ARDRegression

classsklearn.linear_model.ARDRegression(*, max_iter=300, tol=0.001, alpha_1=1e-06, alpha_2=1e-06, lambda_1=1e-06, lambda_2=1e-06, compute_score=False, threshold_lambda=10000.0, fit_intercept=True, copy_X=True, verbose=False)[source]

Bayesian ARD regression.

Fit the weights of a regression model, using an ARD prior. The weights of the regression model are assumed to be in Gaussian distributions. Also estimate the parameters lambda (precisions of the distributions of the weights) and alpha (precision of the distribution of the noise). The estimation is done by an iterative procedures (Evidence Maximization)

Read more in the User Guide.

Parameters:

max_iterint, default=300

Maximum number of iterations.

Changed in version 1.3.

tolfloat, default=1e-3

Stop the algorithm if w has converged.

alpha_1float, default=1e-6

Hyper-parameter : shape parameter for the Gamma distribution prior over the alpha parameter.

alpha_2float, default=1e-6

Hyper-parameter : inverse scale parameter (rate parameter) for the Gamma distribution prior over the alpha parameter.

lambda_1float, default=1e-6

Hyper-parameter : shape parameter for the Gamma distribution prior over the lambda parameter.

lambda_2float, default=1e-6

Hyper-parameter : inverse scale parameter (rate parameter) for the Gamma distribution prior over the lambda parameter.

compute_scorebool, default=False

If True, compute the objective function at each step of the model.

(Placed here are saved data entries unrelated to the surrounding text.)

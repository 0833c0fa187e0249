// Copyright 2021 Toolchain Labs, Inc. All rights reserved.
// Licensed under the Apache License, Version 2.0 (see LICENSE).

//! Shared plumbing for the Redis-backed storage drivers: the `ConnectionGetter` trait that
//! abstracts over a bare `redis::Client` and the pooled/replica-aware connection managers built
//! on top of it, plus instrumented helpers for issuing a single command or a pipeline.

use std::time::{Duration, Instant};

use async_trait::async_trait;
use rand::Rng;
use redis::aio::ConnectionLike;
use redis::{Cmd, FromRedisValue, Pipeline, RedisError};

use crate::driver::redis::traits::{
    AsRedisConnectionMut, IdentifyRedisConnection, RedisConnectionName,
};
use crate::driver::StorageError;

/// Obtains a connection (or connection-like handle) to Redis. `read_write` lets backends that
/// distinguish a primary from a read-only replica route the request appropriately.
#[async_trait]
pub trait ConnectionGetter {
    type Connection: AsRedisConnectionMut + ConnectionLike + Send + 'static;

    async fn get_redis_connection(&self, read_write: bool)
        -> Result<Self::Connection, RedisError>;

    /// Checks that this backend is reachable. Used at startup and by readiness probes.
    async fn verify_connection(&self) -> Result<(), String>;
}

fn record_redis_call(cmd_name: &str, driver_label: &str, elapsed: Duration, is_err: bool) {
    metrics::histogram!(
        "toolchain_storage_redis_call_duration_seconds",
        elapsed,
        "cmd" => cmd_name.to_owned(),
        "driver" => driver_label.to_owned(),
    );
    if is_err {
        metrics::counter!(
            "toolchain_storage_redis_call_failed_total",
            1,
            "cmd" => cmd_name.to_owned(),
            "driver" => driver_label.to_owned(),
        );
    }
}

/// Issues a single Redis command against `conn`, recording its duration and whether it failed
/// under metrics tagged with `cmd_name`/`driver_label`.
pub async fn redis_query<C, T>(
    conn: &mut C,
    cmd_name: &str,
    driver_label: &str,
    cmd: &Cmd,
) -> Result<T, StorageError>
where
    C: ConnectionLike + Send,
    T: FromRedisValue,
{
    let start = Instant::now();
    let result = cmd.query_async(conn).await;
    record_redis_call(cmd_name, driver_label, start.elapsed(), result.is_err());
    Ok(result?)
}

/// Issues a Redis pipeline against `conn`, recording its duration and whether it failed under
/// metrics tagged with `cmd_name`/`driver_label`.
pub async fn redis_pipeline<C, T>(
    conn: &mut C,
    cmd_name: &str,
    driver_label: &str,
    pipeline: &Pipeline,
) -> Result<T, StorageError>
where
    C: ConnectionLike + Send,
    T: FromRedisValue,
{
    let start = Instant::now();
    let result = pipeline.query_async(conn).await;
    record_redis_call(cmd_name, driver_label, start.elapsed(), result.is_err());
    Ok(result?)
}

/// Sends a cheap command used purely to check that a connection is alive, tagging the
/// connection with `client_name` for visibility in `CLIENT LIST` on the Redis side.
pub async fn send_info_cmd<C>(conn: &mut C, client_name: &str) -> Result<(), RedisError>
where
    C: ConnectionLike + Send,
{
    redis::cmd("CLIENT")
        .arg("SETNAME")
        .arg(client_name)
        .query_async(conn)
        .await
}

/// Wraps a bare `redis::Client` so it can be used as a `ConnectionGetter`. A bare client has no
/// concept of a read replica, so `read_write` is ignored.
#[derive(Clone)]
pub struct ClientWrapper {
    client: redis::Client,
    name: RedisConnectionName,
}

impl ClientWrapper {
    pub fn new(client: redis::Client, name: RedisConnectionName) -> Self {
        ClientWrapper { client, name }
    }
}

#[async_trait]
impl ConnectionGetter for ClientWrapper {
    type Connection = redis::aio::Connection;

    async fn get_redis_connection(
        &self,
        _read_write: bool,
    ) -> Result<Self::Connection, RedisError> {
        self.client.get_async_connection().await
    }

    async fn verify_connection(&self) -> Result<(), String> {
        let mut conn = self
            .get_redis_connection(false)
            .await
            .map_err(|err| format!("Redis error: {err}"))?;
        send_info_cmd(&mut conn, &self.name.backend)
            .await
            .map_err(|err| format!("Redis error: {err}"))
    }
}

impl IdentifyRedisConnection for ClientWrapper {
    fn identify_redis_connection(&self) -> RedisConnectionName {
        self.name.clone()
    }
}

/// A Redis backend consisting of a primary pool plus an optional read-only replica pool.
///
/// Reads are routed to the replica pool when one is configured, falling back to the primary
/// with probability `use_primary_for_read_only_probability / 1000` (out of a denominator of
/// 1000) so the primary stays warm and absorbs overflow if the replica falls behind. Writes
/// always go to the primary.
#[derive(Clone)]
pub struct RedisBackend<P> {
    name: String,
    primary: P,
    read_only: Option<P>,
    use_primary_for_read_only_probability: usize,
}

impl<P> RedisBackend<P>
where
    P: ConnectionGetter + Clone + Send + Sync + 'static,
{
    pub fn new(
        name: String,
        primary: P,
        read_only: Option<P>,
        use_primary_for_read_only_probability: Option<usize>,
    ) -> Self {
        RedisBackend {
            name,
            primary,
            read_only,
            use_primary_for_read_only_probability: use_primary_for_read_only_probability
                .unwrap_or(0)
                .min(1000),
        }
    }
}

#[async_trait]
impl<P> ConnectionGetter for RedisBackend<P>
where
    P: ConnectionGetter + Clone + Send + Sync + 'static,
{
    type Connection = P::Connection;

    async fn get_redis_connection(
        &self,
        read_write: bool,
    ) -> Result<Self::Connection, RedisError> {
        if read_write {
            return self.primary.get_redis_connection(true).await;
        }
        match &self.read_only {
            Some(read_only) => {
                let use_primary = self.use_primary_for_read_only_probability > 0
                    && rand::thread_rng().gen_range(0..1000)
                        < self.use_primary_for_read_only_probability;
                if use_primary {
                    self.primary.get_redis_connection(false).await
                } else {
                    read_only.get_redis_connection(false).await
                }
            }
            None => self.primary.get_redis_connection(false).await,
        }
    }

    async fn verify_connection(&self) -> Result<(), String> {
        self.primary
            .verify_connection()
            .await
            .map_err(|err| format!("backend `{}` primary: {err}", self.name))?;
        if let Some(read_only) = &self.read_only {
            read_only
                .verify_connection()
                .await
                .map_err(|err| format!("backend `{}` read-only: {err}", self.name))?;
        }
        Ok(())
    }
}
impl AmberfloEmitter {
    pub fn new(
        aggregation_duration: Duration,
        id_prefix: String,
        env_dimension: String,
        api_key: String,
        api_ingest_url: Option<String>,
    ) -> Self {
        let (sender, mut receiver) = unbounded_channel::<UsageReport>();
        let api_ingest_url =
            api_ingest_url.unwrap_or_else(|| "https://app.amberflo.io/ingest".to_string());

        let actor_fut = tokio::spawn(async move {
            let client = reqwest::Client::new();
            let mut aggregated_usage_reports = HashMap::new();

            let mut continue_running = true;
            'OUTER: while continue_running {
                // TODO: Round this off to the nearest even multiple of the duration.
                let aggregation_window_ends = Instant::now().add(aggregation_duration);

                // Aggregate usage reports until the aggregation window ends.
                'INNER: loop {
                    tokio::select! {
                        usage_report_opt = receiver.recv() => {
                            let usage_report = match usage_report_opt {
                                Some(ur) => ur,
                                None => {
                                    // There are no more events. Mark that this loop is the
                                    // final loop and then break so that we can send the events.
                                    // This loop will not run again since we set `continue_running`
                                    // to false.
                                    continue_running = false;
                                    break 'INNER;
                                }
                            };
                            aggregated_usage_reports
                                .entry(usage_report.customer_id.clone())
                                .and_modify(|agg| *agg += &usage_report)
                                .or_insert(usage_report);
                        }
                        _ = tokio::time::sleep_until(aggregation_window_ends.into()) => {
                            break 'INNER;
                        }
                    }
                }

                // Go back into the aggregation loop if there are no records to send.
                if aggregated_usage_reports.is_empty() {
                    continue 'OUTER;
                }

                // Then transmit the usage reports to Amberflo for ingestion.
                let result = Self::emit_meter_events(
                    &client,
                    &id_prefix,
                    &api_key,
                    &api_ingest_url,
                    &aggregated_usage_reports,
                    &env_dimension,
                )
                .await;

                // On success, clear the aggregation buckets. Thus, on failure, keep them so
                // they are sent on a subsequent aggregation window.
                if result.is_ok() {
                    aggregated_usage_reports.clear();
                }
            }
        });

        AmberfloEmitter {
            sender,
            _actor_fut: actor_fut,
        }
    }

    pub fn sender(&self) -> UnboundedSender<UsageReport> {
        self.sender.clone()
    }

    async fn emit_meter_events(
        client: &reqwest::Client,
        id_prefix: &str,
        api_key: &str,
        api_ingest_url: &str,
        aggregated_usage_reports: &HashMap<String, UsageReport>,
        env_dimension: &str,
    ) -> Result<(), String> {
        let result = Self::emit_meter_events_inner(
            client,
            id_prefix,
            api_key,
            api_ingest_url,
            aggregated_usage_reports,
            env_dimension,
        )
        .await;
        let result_as_str = match &result {
            Ok(_) => "ok",
            Err(err) => {
                log::error!("Amberflo error: {:?}", err);
                "err"
            }
        };

        metrics::counter!("toolchain_storage_amberflo_requests_total", 1, "result" => result_as_str);
        result
    }

    async fn emit_meter_events_inner(
        client: &reqwest::Client,
        id_prefix: &str,
        api_key: &str,
        api_ingest_url: &str,
        aggregated_usage_reports: &HashMap<String, UsageReport>,
        env_dimension: &str,
    ) -> Result<(), String> {
        let meter_time_in_millis = SystemTime::now()
            .duration_since(UNIX_EPOCH)
            .unwrap()
            .as_millis();

        let records = aggregated_usage_reports
            .iter()
            .flat_map(|(customer_id, usage_report)| {
                vec![
                    AmberfloIngestionEvent {
                        customer_id: format!("{id_prefix}_{customer_id}"),
                        meter_api_name: "cache-read-bytes".to_string(),
                        meter_value: usage_report.cache_read_bytes,
                        meter_time_in_millis: meter_time_in_millis as usize,
                        dimensions: AmberfloIngestionEventDimensions {
                            env: env_dimension.to_string(),
                        },
                    },
                    AmberfloIngestionEvent {
                        customer_id: format!("{id_prefix}_{customer_id}"),
                        meter_api_name: "cache-num-read-blobs".to_string(),
                        meter_value: usage_report.num_read_blobs,
                        meter_time_in_millis: meter_time_in_millis as usize,
                        dimensions: AmberfloIngestionEventDimensions {
                            env: env_dimension.to_string(),
                        },
                    },
                    AmberfloIngestionEvent {
                        customer_id: format!("{id_prefix}_{customer_id}"),
                        meter_api_name: "cache-write-bytes".to_string(),
                        meter_value: usage_report.cache_write_bytes,
                        meter_time_in_millis: meter_time_in_millis as usize,
                        dimensions: AmberfloIngestionEventDimensions {
                            env: env_dimension.to_string(),
                        },
                    },
                    AmberfloIngestionEvent {
                        customer_id: format!("{id_prefix}_{customer_id}"),
                        meter_api_name: "cache-num-write-blobs".to_string(),
                        meter_value: usage_report.num_write_blobs,
                        meter_time_in_millis: meter_time_in_millis as usize,
                        dimensions: AmberfloIngestionEventDimensions {
                            env: env_dimension.to_string(),
                        },
                    },
                ]
            })
            .filter(|r| r.meter_value > 0)
            .collect::<Vec<_>>();

        if records.is_empty() {
            return Ok(());
        }

        let request = client
            .post(api_ingest_url)
            .header("Accept", "application/json")
            .header("x-api-key", api_key)
            .json(&records)
            .build()
            .map_err(|err| format!("Failed to build Amberflo request: {err}"))?;

        let result = client
            .execute(request)
            .await
            .map_err(|err| format!("Failed to send records to Amberflo: {err}"));

        match result {
            Ok(resp) if !resp.status().is_success() => {
                let status_code = resp.status().as_u16();
                let bytes = resp.bytes().await.map_err(|err| {
                    format!("Failed to read response body from Amberflo error: {err}")
                })?;
                let msg = String::from_utf8_lossy(&bytes);
                log::error!("Amberflo: Event not accepted: {} - {}", status_code, msg);
                return Err(format!(
                    "Amberflo did not accept meter event: {status_code}: {msg}"
                ));
            }
            Err(err) => {
                log::error!("Amberflo: Error while sending events: {err}");
                return Err(err);
            }
            _ => (),
        }

        Ok(())
    }
}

threshold_lambdafloat, default=10 000

Threshold for removing (pruning) weights with high precision from the computation.

fit_interceptbool, default=True

Whether to calculate the intercept for this model. If set to false, no intercept will be used in calculations (i.e. data is expected to be centered).

copy_Xbool, default=True

If True, X will be copied; else, it may be overwritten.

verbosebool, default=False

Verbose mode when fitting the model.

Attributes:

coef_array-like of shape (n_features,)

Coefficients of the regression model (mean of distribution)

alpha_float

estimated precision of the noise.

lambda_array-like of shape (n_features,)

estimated precisions of the weights.

sigma_array-like of shape (n_features, n_features)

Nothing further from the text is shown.